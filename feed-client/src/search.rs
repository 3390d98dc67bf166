//! Состояние поиска по тегу.
//!
//! Поиск меняет только параметр `query` и не трогает курсоры ленты.
//! Пока есть результаты поиска, обычная лента скрыта. Ответы сопоставляются
//! с запросом по [`QueryKey::search`]: ответ на устаревший запрос не
//! перетирает результаты более нового.

use crate::error::FeedClientResult;
use crate::models::{Article, ArticlesPage};
use crate::navigation::{HistoryMode, Transition};
use crate::query::SearchQuery;
use crate::request_key::{Latest, QueryKey};
use crate::view_state::ViewState;

#[derive(Debug, Clone, Default, PartialEq)]
/// Результаты поиска и признак непустого поля ввода.
pub struct SearchState {
    has_query_value: bool,
    results: Latest<Vec<Article>>,
}

impl SearchState {
    /// Пустое состояние: показывается обычная лента.
    pub fn new() -> Self {
        Self::default()
    }

    /// Пользователь изменил текст в поле поиска.
    ///
    /// Пустое поле сбрасывает поиск и убирает `query` из URL новой записью
    /// истории; иначе `query` заменяется в текущей записи.
    pub fn on_input(&mut self, state: &ViewState, value: &str) -> Transition {
        let mut next = state.clone();

        if value.is_empty() {
            self.clear();
            next.query = None;
            return Transition {
                state: next,
                loader: None,
                mode: HistoryMode::Push,
            };
        }

        self.has_query_value = true;
        next.query = Some(value.to_string());
        Transition {
            state: next,
            loader: None,
            mode: HistoryMode::Replace,
        }
    }

    /// Отправка формы: валидирует ввод и возвращает запрос и переход.
    ///
    /// Запрос регистрируется под ключом [`SearchState::key_for`]. Если
    /// результаты по тому же запросу уже показаны, [`SearchState::is_pending`]
    /// остаётся `false` и повторно ходить в API не нужно.
    pub fn submit(
        &mut self,
        state: &ViewState,
        value: &str,
    ) -> FeedClientResult<(SearchQuery, Transition)> {
        let query = SearchQuery::from_input(value)?;
        self.has_query_value = true;
        self.results.begin(Self::key_for(&query));

        let mut next = state.clone();
        next.query = Some(query.query.clone());
        let transition = Transition {
            state: next,
            loader: None,
            mode: HistoryMode::Replace,
        };
        Ok((query, transition))
    }

    /// Ключ ответа для запроса поиска.
    pub fn key_for(query: &SearchQuery) -> QueryKey {
        QueryKey::search(&query.query)
    }

    /// Ответ поиска по ключу `key` заменяет показываемый набор.
    ///
    /// Ответ игнорируется, если поле уже очищено или после него был
    /// отправлен другой запрос.
    pub fn on_success(&mut self, key: &QueryKey, page: ArticlesPage) -> bool {
        if !self.has_query_value {
            return false;
        }
        self.results.resolve(key, page.data)
    }

    /// Запрос `key` завершился ошибкой.
    pub fn on_failure(&mut self, key: &QueryKey) -> bool {
        self.results.fail(key)
    }

    /// Ждёт ли поиск ответа.
    pub fn is_pending(&self) -> bool {
        self.has_query_value && self.results.is_pending()
    }

    /// Закрытие поиска: возвращает обычную ленту.
    pub fn clear(&mut self) {
        self.has_query_value = false;
        self.results = Latest::new();
    }

    /// Переход для явного закрытия поиска.
    pub fn close(&mut self, state: &ViewState) -> Transition {
        self.on_input(state, "")
    }

    /// Показывать ли результаты поиска вместо ленты.
    pub fn is_active(&self) -> bool {
        self.has_query_value && self.results.get().is_some()
    }

    /// Показывать ли обычную ленту.
    pub fn shows_feed(&self) -> bool {
        !self.is_active()
    }

    /// Найденные статьи (пусто, если поиск не активен).
    pub fn results(&self) -> &[Article] {
        match self.results.get() {
            Some(results) if self.has_query_value => results.as_slice(),
            _ => &[],
        }
    }

    /// Число найденных статей.
    pub fn result_count(&self) -> usize {
        self.results().len()
    }
}

#[cfg(test)]
mod tests {
    use super::*;
    use crate::models::Pagination;
    use chrono::{TimeZone, Utc};

    fn article(id: &str) -> Article {
        let ts = Utc.timestamp_opt(1_700_000_000, 0).single().expect("valid ts");
        Article {
            id: id.to_string(),
            author_id: "a-1".to_string(),
            tag: "a23".to_string(),
            title: format!("title {id}"),
            href: None,
            image_url: "https://cdn.example.com/a.png".to_string(),
            image_filename: None,
            posted_at: ts,
            read_duration: "3 min read".to_string(),
            created_at: ts,
            updated_at: ts,
            author: None,
        }
    }

    fn page(ids: &[&str]) -> ArticlesPage {
        ArticlesPage {
            status: Some("success".to_string()),
            data: ids.iter().map(|id| article(id)).collect(),
            pagination: Pagination::default(),
        }
    }

    #[test]
    fn submit_sets_query_and_keeps_cursors() {
        let mut search = SearchState::new();
        let state = ViewState::from_query_string("aIDCursor=abc");
        let (query, transition) = search.submit(&state, " a23 ").expect("valid input");

        assert_eq!(query.query, "a23");
        assert_eq!(transition.state.query.as_deref(), Some("a23"));
        assert_eq!(transition.state.article_id_cursor.as_deref(), Some("abc"));
        assert_eq!(transition.mode, HistoryMode::Replace);
    }

    fn submit(search: &mut SearchState, value: &str) -> QueryKey {
        let (query, _) = search.submit(&ViewState::default(), value).expect("valid input");
        SearchState::key_for(&query)
    }

    #[test]
    fn success_hides_feed() {
        let mut search = SearchState::new();
        let key = submit(&mut search, "a23");
        assert!(search.is_pending());
        assert!(search.on_success(&key, page(&["1", "2"])));
        assert!(!search.is_pending());

        assert!(search.is_active());
        assert!(!search.shows_feed());
        assert_eq!(search.result_count(), 2);
    }

    #[test]
    fn clearing_input_restores_feed_and_zeroes_count() {
        let mut search = SearchState::new();
        let state = ViewState::default();
        let typed = search.on_input(&state, "a23");
        let key = submit(&mut search, "a23");
        search.on_success(&key, page(&["1"]));
        assert!(search.is_active());

        let cleared = search.on_input(&typed.state, "");
        assert!(cleared.state.query.is_none());
        assert_eq!(cleared.mode, HistoryMode::Push);
        assert!(search.shows_feed());
        assert_eq!(search.result_count(), 0);
    }

    #[test]
    fn close_action_restores_feed() {
        let mut search = SearchState::new();
        let (query, transition) = search.submit(&ViewState::default(), "a23").expect("valid input");
        search.on_success(&SearchState::key_for(&query), page(&["1"]));

        let closed = search.close(&transition.state);
        assert!(!closed.state.has_query());
        assert!(search.shows_feed());
        assert_eq!(search.result_count(), 0);
    }

    #[test]
    fn late_result_after_clear_is_ignored() {
        let mut search = SearchState::new();
        let key = submit(&mut search, "a23");
        search.clear();
        assert!(!search.on_success(&key, page(&["1"])));
        assert!(search.shows_feed());
        assert!(!search.is_pending());
    }

    #[test]
    fn older_search_response_does_not_replace_newer() {
        let mut search = SearchState::new();
        let first = submit(&mut search, "a1");
        let second = submit(&mut search, "a2");

        assert!(search.on_success(&second, page(&["2"])));
        assert!(!search.on_success(&first, page(&["1", "1b"])));
        assert_eq!(search.result_count(), 1);
        assert_eq!(search.results()[0].id, "2");
        assert!(!search.is_pending());
    }

    #[test]
    fn failed_older_search_keeps_newer_pending() {
        let mut search = SearchState::new();
        let first = submit(&mut search, "a1");
        let second = submit(&mut search, "a2");

        assert!(!search.on_failure(&first));
        assert!(search.is_pending());
        assert!(search.on_failure(&second));
        assert!(!search.is_pending());
    }

    #[test]
    fn repeated_search_reuses_shown_results() {
        let mut search = SearchState::new();
        let key = submit(&mut search, "a23");
        search.on_success(&key, page(&["1"]));

        submit(&mut search, " a23");
        assert!(!search.is_pending());
        assert_eq!(search.result_count(), 1);
    }

    #[test]
    fn submit_rejects_blank_input() {
        let mut search = SearchState::new();
        assert!(search.submit(&ViewState::default(), "  ").is_err());
        assert!(!search.is_pending());
        assert!(search.shows_feed());
    }
}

◇ ◇ ◇ ◇ ◇

Every line of the entries above that contains the word "ответа" must be tallied, and the number alone reported.

2